::: DATASET RECORDS :::
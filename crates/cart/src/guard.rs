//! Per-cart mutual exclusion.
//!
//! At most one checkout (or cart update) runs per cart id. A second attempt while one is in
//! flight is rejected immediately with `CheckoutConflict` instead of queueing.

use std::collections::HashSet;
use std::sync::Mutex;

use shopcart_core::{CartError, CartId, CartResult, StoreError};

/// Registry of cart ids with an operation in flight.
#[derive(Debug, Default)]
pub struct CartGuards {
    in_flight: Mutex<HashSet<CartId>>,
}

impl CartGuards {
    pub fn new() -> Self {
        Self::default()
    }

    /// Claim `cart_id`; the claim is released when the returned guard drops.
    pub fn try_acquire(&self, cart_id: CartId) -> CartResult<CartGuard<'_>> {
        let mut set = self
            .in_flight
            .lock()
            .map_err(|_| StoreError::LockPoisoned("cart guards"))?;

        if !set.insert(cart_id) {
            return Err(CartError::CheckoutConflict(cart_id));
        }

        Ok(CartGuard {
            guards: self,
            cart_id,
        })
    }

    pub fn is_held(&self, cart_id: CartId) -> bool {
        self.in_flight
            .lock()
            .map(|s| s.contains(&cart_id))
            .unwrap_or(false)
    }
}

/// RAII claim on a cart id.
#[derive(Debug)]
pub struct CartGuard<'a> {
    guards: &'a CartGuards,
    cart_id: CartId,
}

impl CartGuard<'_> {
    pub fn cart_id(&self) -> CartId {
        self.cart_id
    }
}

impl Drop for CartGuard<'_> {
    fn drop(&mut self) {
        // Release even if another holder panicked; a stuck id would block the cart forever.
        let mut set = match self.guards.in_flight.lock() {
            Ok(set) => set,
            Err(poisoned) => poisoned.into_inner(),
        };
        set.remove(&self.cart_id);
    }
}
:::
::: DATASET RECORDS :::
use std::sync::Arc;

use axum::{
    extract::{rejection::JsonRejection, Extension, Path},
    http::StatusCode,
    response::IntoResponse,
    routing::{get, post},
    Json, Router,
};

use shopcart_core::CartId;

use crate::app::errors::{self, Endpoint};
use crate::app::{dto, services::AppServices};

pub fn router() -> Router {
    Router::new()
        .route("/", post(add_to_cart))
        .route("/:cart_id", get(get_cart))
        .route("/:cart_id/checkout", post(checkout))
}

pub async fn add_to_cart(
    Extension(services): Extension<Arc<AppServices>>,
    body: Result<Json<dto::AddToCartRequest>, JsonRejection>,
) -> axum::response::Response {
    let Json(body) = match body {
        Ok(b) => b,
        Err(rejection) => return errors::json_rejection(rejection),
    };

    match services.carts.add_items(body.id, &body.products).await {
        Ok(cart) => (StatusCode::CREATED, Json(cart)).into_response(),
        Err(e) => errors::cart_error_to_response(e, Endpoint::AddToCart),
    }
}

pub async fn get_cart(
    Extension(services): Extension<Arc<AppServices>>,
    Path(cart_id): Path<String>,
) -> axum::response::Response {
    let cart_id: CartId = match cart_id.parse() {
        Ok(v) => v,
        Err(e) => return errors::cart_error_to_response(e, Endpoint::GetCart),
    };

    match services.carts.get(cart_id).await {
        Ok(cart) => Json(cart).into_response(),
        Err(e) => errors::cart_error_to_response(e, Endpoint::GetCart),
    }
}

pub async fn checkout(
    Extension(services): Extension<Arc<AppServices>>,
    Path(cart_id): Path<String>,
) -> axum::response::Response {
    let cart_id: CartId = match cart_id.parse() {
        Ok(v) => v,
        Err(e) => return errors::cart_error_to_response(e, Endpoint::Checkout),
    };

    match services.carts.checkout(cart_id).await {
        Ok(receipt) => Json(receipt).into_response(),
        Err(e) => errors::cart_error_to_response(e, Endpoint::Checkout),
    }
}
:::
[EXERCISE AIM]
Each line of the data above that contains the string "struct" should be counted; give only the total.

[ANSWER SECTION]
2